Two days later the loach with the mouth sore died. As of yesterday (day 5 of Melafix), the remaining two ate a little, but continue their strange behavior and the small sore on one of them seemed unchanged.

This morning I woke up and the one with the sore was dead. No other lesions on his body, and none on the other loach at all. All the other fish in the tank are completely normal.

My loaches have been awesome troopers for 2 years, and I can't understand what's bringing them down now.  Does anyone have any ideas?

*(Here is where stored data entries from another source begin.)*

//! Lazy expansion of tree nodes.
//!
//! Children are only listed when a node is expanded. The listing is filtered,
//! sorted and inserted in one go, after which the node gets a change watch so
//! later additions and removals show up without listing again.

use crate::config::TreeConfig;
use crate::error::TreeError;
use crate::namespace::{ChildEntry, FilterSet, WatchFilter};
use crate::shell_tree::TreeState;
use crate::tree::{compare_keys, ChildrenHint, NodeHandle, SortKey, SortPolicy, TreeStore};
use crate::ui::DisplaySink;
use std::cmp::Ordering;

/// Lists, filters and sorts children on demand.
#[derive(Debug, Clone)]
pub struct Expander {
    filter: FilterSet,
    sort: SortPolicy,
    watch_filter: WatchFilter,
}

impl Expander {
    /// Create an expander following `config`.
    pub fn new(config: &TreeConfig) -> Self {
        Self {
            filter: config.filter_set(),
            sort: config.sort,
            watch_filter: config.watch_filter(),
        }
    }

    /// The listing filter in use.
    pub fn filter(&self) -> FilterSet {
        self.filter
    }

    /// Change whether hidden entries are listed. Existing children are not touched.
    pub fn set_show_hidden(&mut self, show: bool) {
        self.filter.include_hidden = show;
    }

    /// Whether `entry` would be listed.
    pub fn accepts(&self, entry: &ChildEntry) -> bool {
        self.filter.accepts(entry)
    }

    /// Expand `handle`: list, sort and insert its children, then watch it.
    ///
    /// Expanding an expanded node does nothing. A failed listing is not an
    /// error: the node is marked as having no children and nothing is retried.
    pub(crate) fn expand(&self, state: &mut TreeState, handle: NodeHandle) -> Result<(), TreeError> {
        let node = state.store.get(handle).ok_or(TreeError::StaleHandle(handle))?;
        if node.expanded {
            return Ok(());
        }
        let id = state.store.resolve(handle)?;

        let mut entries = match state.provider.list_children(&id, self.filter) {
            Ok(entries) => entries,
            Err(e) => {
                tracing::warn!("Failed to list children of {}: {}", id, e);
                self.mark_childless(state, handle)?;
                return Ok(());
            }
        };

        entries.retain(|entry| self.accepts(entry));
        entries.sort_by(|a, b| self.compare_entries(a, b));

        for (index, entry) in entries.iter().enumerate() {
            let child = state.store.add_child(handle, entry, index)?;
            state.display.node_inserted(Some(handle), index, child);
        }
        tracing::debug!("Expanded {} with {} children", id, entries.len());

        state.store.node_mut(handle)?.expanded = true;
        if entries.is_empty() {
            self.mark_childless(state, handle)?;
        } else {
            state.store.node_mut(handle)?.children_hint = ChildrenHint::Yes;
        }

        self.ensure_watch(state, handle)
    }

    /// Collapse `handle`: drop its children and the watches they held.
    ///
    /// The node keeps its own watch so additions below it still correct its
    /// children hint; expanding it again reuses that watch.
    pub(crate) fn collapse(
        &self,
        state: &mut TreeState,
        handle: NodeHandle,
    ) -> Result<(), TreeError> {
        if !state.store.contains(handle) {
            return Err(TreeError::StaleHandle(handle));
        }

        for child in state.store.children(handle).to_vec() {
            state.remove_subtree(child);
        }

        let node = state.store.node_mut(handle)?;
        let was_childless = node.children_hint == ChildrenHint::No;
        node.expanded = false;
        node.children_hint = ChildrenHint::Unknown;

        if was_childless {
            state.display.expandability_changed(handle, true);
        }
        Ok(())
    }

    /// Re-list an expanded node, dropping children that are gone (or now
    /// filtered out) and inserting new ones at their sorted positions.
    pub(crate) fn refresh(&self, state: &mut TreeState, handle: NodeHandle) -> Result<(), TreeError> {
        let node = state.store.get(handle).ok_or(TreeError::StaleHandle(handle))?;
        if !node.expanded {
            return Ok(());
        }
        let id = state.store.resolve(handle)?;

        let entries: Vec<ChildEntry> = match state.provider.list_children(&id, self.filter) {
            Ok(entries) => entries.into_iter().filter(|e| self.accepts(e)).collect(),
            Err(e) => {
                tracing::warn!("Failed to refresh children of {}: {}", id, e);
                return Ok(());
            }
        };

        let provider = state.provider.clone();
        let stale: Vec<NodeHandle> = state
            .store
            .children(handle)
            .iter()
            .copied()
            .filter(|child| {
                state.store.get(*child).is_some_and(|node| {
                    !entries
                        .iter()
                        .any(|entry| provider.same_component(node.match_token(), entry.id.as_str()))
                })
            })
            .collect();
        for child in stale {
            state.remove_subtree(child);
        }

        for entry in &entries {
            if state
                .store
                .find_child(provider.as_ref(), handle, entry.id.as_str())
                .is_some()
            {
                continue;
            }
            let index = self.insertion_index(&state.store, handle, &entry_key(entry), None);
            let child = state.store.add_child(handle, entry, index)?;
            state.display.node_inserted(Some(handle), index, child);
        }

        let has_children = !state.store.children(handle).is_empty();
        let node = state.store.node_mut(handle)?;
        let previous = node.children_hint;
        node.children_hint = if has_children {
            ChildrenHint::Yes
        } else {
            ChildrenHint::No
        };
        if previous.is_expandable() != has_children {
            state.display.expandability_changed(handle, has_children);
        }
        Ok(())
    }

    /// Watch `handle`'s subtree unless it is already watched.
    pub(crate) fn ensure_watch(
        &self,
        state: &mut TreeState,
        handle: NodeHandle,
    ) -> Result<(), TreeError> {
        if state.store.get(handle).and_then(|node| node.watch).is_some() {
            return Ok(());
        }
        let id = state.store.resolve(handle)?;
        if let Some(watch) = state.watcher.start_watching(&id, self.watch_filter) {
            state.store.node_mut(handle)?.watch = Some(watch);
        }
        Ok(())
    }

    /// Position at which an entry with `key` belongs among `parent`'s
    /// children, ignoring `exclude`.
    pub fn insertion_index(
        &self,
        store: &TreeStore,
        parent: NodeHandle,
        key: &SortKey<'_>,
        exclude: Option<NodeHandle>,
    ) -> usize {
        store
            .children(parent)
            .iter()
            .filter(|child| Some(**child) != exclude)
            .filter_map(|child| store.get(*child))
            .take_while(|sibling| {
                let sibling_key = SortKey {
                    kind: sibling.kind,
                    display_name: &sibling.display_name,
                    id: sibling.match_token(),
                };
                compare_keys(&sibling_key, key, self.sort) == Ordering::Less
            })
            .count()
    }

    fn compare_entries(&self, a: &ChildEntry, b: &ChildEntry) -> Ordering {
        compare_keys(&entry_key(a), &entry_key(b), self.sort)
    }

    fn mark_childless(&self, state: &mut TreeState, handle: NodeHandle) -> Result<(), TreeError> {
        let node = state.store.node_mut(handle)?;
        if node.children_hint != ChildrenHint::No {
            node.children_hint = ChildrenHint::No;
            state.display.expandability_changed(handle, false);
        }
        Ok(())
    }
}

/// Sort key of a listed entry.
pub(crate) fn entry_key(entry: &ChildEntry) -> SortKey<'_> {
    SortKey {
        kind: entry.kind,
        display_name: &entry.display_name,
        id: entry.id.as_str(),
    }
}

#[cfg(test)]
mod tests {
    use super::*;
    use crate::namespace::{AbsoluteId, MemoryProvider};
    use crate::ui::{DisplayUpdate, RecordingDisplay};
    use std::sync::Arc;

    fn drive() -> AbsoluteId {
        AbsoluteId::new("C:\\")
    }

    fn setup() -> (Arc<MemoryProvider>, RecordingDisplay, TreeState, NodeHandle) {
        let provider = Arc::new(MemoryProvider::new());
        provider.add_root(&drive());
        for name in ["Windows", "file10", "Program Files", "file2", "Users"] {
            provider.add_folder(&drive().join(name));
        }
        provider.add_virtual_folder(&drive().join("Control Panel"));
        provider.add_hidden_folder(&drive().join("$Recycle.Bin"));
        provider.add_item(&drive().join("pagefile.sys"));

        let display = RecordingDisplay::new();
        let mut state =
            TreeState::new(provider.clone(), Arc::new(display.clone()), &TreeConfig::default())
                .unwrap();
        let root = state.add_root(drive()).unwrap();
        display.take();
        (provider, display, state, root)
    }

    fn child_names(state: &TreeState, handle: NodeHandle) -> Vec<String> {
        state
            .store
            .children(handle)
            .iter()
            .map(|child| state.store.get(*child).unwrap().display_name().to_string())
            .collect()
    }

    #[test]
    fn test_expand_sorts_filters_and_watches() {
        let (provider, display, mut state, root) = setup();
        let expander = Expander::new(&TreeConfig::default());

        expander.expand(&mut state, root).unwrap();

        assert_eq!(
            child_names(&state, root),
            vec!["Control Panel", "file2", "file10", "Program Files", "Users", "Windows"]
        );
        let node = state.store.get(root).unwrap();
        assert!(node.is_expanded());
        assert_eq!(node.children_hint(), ChildrenHint::Yes);
        assert!(node.watch().is_some());
        assert_eq!(provider.active_watches(), 1);

        let inserted = display
            .take()
            .into_iter()
            .filter(|u| matches!(u, DisplayUpdate::NodeInserted { .. }))
            .count();
        assert_eq!(inserted, 6);

        // Expanding again neither lists nor inserts.
        let calls = provider.list_calls();
        expander.expand(&mut state, root).unwrap();
        assert_eq!(provider.list_calls(), calls);
        assert_eq!(state.store.children(root).len(), 6);
    }

    #[test]
    fn test_failed_listing_marks_node_childless() {
        let (provider, display, mut state, root) = setup();
        provider.fail_listing(&drive());
        let expander = Expander::new(&TreeConfig::default());

        expander.expand(&mut state, root).unwrap();

        let node = state.store.get(root).unwrap();
        assert!(!node.is_expanded());
        assert_eq!(node.children_hint(), ChildrenHint::No);
        assert!(node.watch().is_none());
        assert_eq!(
            display.take(),
            vec![DisplayUpdate::ExpandabilityChanged {
                handle: root,
                expandable: false
            }]
        );
    }

    #[test]
    fn test_expand_collapse_expand_round_trip() {
        let (provider, _display, mut state, root) = setup();
        let expander = Expander::new(&TreeConfig::default());

        expander.expand(&mut state, root).unwrap();
        let first = child_names(&state, root);
        let first_handles = state.store.children(root).to_vec();

        let watch = state.store.get(root).unwrap().watch();
        expander.collapse(&mut state, root).unwrap();
        let node = state.store.get(root).unwrap();
        assert!(!node.is_expanded());
        assert_eq!(node.children_hint(), ChildrenHint::Unknown);
        assert_eq!(node.watch(), watch);
        assert_eq!(state.store.len(), 1);
        assert_eq!(provider.active_watches(), 1);

        let (calls, registrations) = (provider.list_calls(), provider.registrations());
        expander.expand(&mut state, root).unwrap();
        assert_eq!(provider.list_calls(), calls + 1);
        assert_eq!(provider.registrations(), registrations);
        assert_eq!(state.store.get(root).unwrap().watch(), watch);
        assert_eq!(child_names(&state, root), first);
        assert!(state
            .store
            .children(root)
            .iter()
            .all(|child| !first_handles.contains(child)));
    }

    #[test]
    fn test_insertion_index_respects_sort_order() {
        let (_provider, _display, mut state, root) = setup();
        let expander = Expander::new(&TreeConfig::default());
        expander.expand(&mut state, root).unwrap();

        let entry = ChildEntry::folder("file3");
        assert_eq!(
            expander.insertion_index(&state.store, root, &entry_key(&entry), None),
            2
        );
        let entry = ChildEntry::folder("Zeta");
        assert_eq!(
            expander.insertion_index(&state.store, root, &entry_key(&entry), None),
            6
        );
    }

    #[test]
    fn test_refresh_picks_up_hidden_entries() {
        let (_provider, _display, mut state, root) = setup();
        let mut expander = Expander::new(&TreeConfig::default());
        expander.expand(&mut state, root).unwrap();

        expander.set_show_hidden(true);
        expander.refresh(&mut state, root).unwrap();
        assert_eq!(child_names(&state, root)[1], "$Recycle.Bin");
        assert_eq!(state.store.children(root).len(), 7);

        expander.set_show_hidden(false);
        expander.refresh(&mut state, root).unwrap();
        assert!(!child_names(&state, root).contains(&"$Recycle.Bin".to_string()));
    }
}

My only theory was the infection due to an accidental scrape (doesn't explain the behavior though). The only other thought I have is that although my pH hasn't changed much since adding CO2 (from 8.0 to 7.8 ), perhaps the hardness has gone down drastically and that's had an effect?

Any ideas??? Please??


----------



## aunt kymmie

I also keep yoyos in a planted tank with San Diego "hard as concrete" water, with a ph of 7.8. You've had these yoyos for two years?? The one in the picture looks_ very_ skinny for a 2 yr old. I can't really say what it is, other that I don't believe it has anything to do with the "hardness" of your water. I have no experience with injectable C02 and how that may effect your loaches. 
The rubbing you're describing sounds just like flashing, as a fish might do when he is suffering from ich. I've had two seperate cases of ich in my tank and it was only visible on my clowns but my yoyos were behaving exactly as you describe what yours are doing. I think due to the yoyo coloring the ich was more camouflaged. I doubt it's ich though, as you would see that on your tetras if your tank had an ich infestation. Hopefully someone will come along who has better advice than me. Sorry you've lost your fish. :-(


----------



## SilersAngryMeow

aunt kymmie said:


> You've had these yoyos for two years?? The one in the picture looks_ very_ skinny for a 2 yr old.


You're right! I forgot that the yoyos weren't the first fish in my old tank. They're probably more like a year and a few months old. Is that still skinny? They have always all eaten well; I feed them once a day. This guy was always the smallest of the three, though.

Ich was my first thought too. I had an outbreak in my 29 gal a long time ago, so I remember the symptoms. I never saw any spots or clamped fins on the loaches in the 60, though, so I had ruled it out. Never occurred to me that you might not be able to see the white dots on their skin.

It also strikes me as odd that none of the other fish are affected, though. I'll have to do a close inspection when I get home. Hrmm. Would you treat the tank for ich, even if you didn't see any ich spots on any fish?

Thanks for the help, Aunt Kymmie!  I appreciate that you always respond when people are in need!


----------



## aunt kymmie

Well, I'm always hesitant to treat a tank unless I know with absolute certainty what I'm treating for. If it was ich I'd think you'd see your other fish flashing, or at least some white spots on them. Neons are very susceptible, I know my neons were the first fish, along with my clown loaches, to present with the ich parasites. My neons never flashed, but they did have visible signs of ich. 

In my opinion for a year old loach I think he is VERY skinny and small, he looks stunted. How many inches long would you say he is? It's possible that they weren't in the greatest health to begin with.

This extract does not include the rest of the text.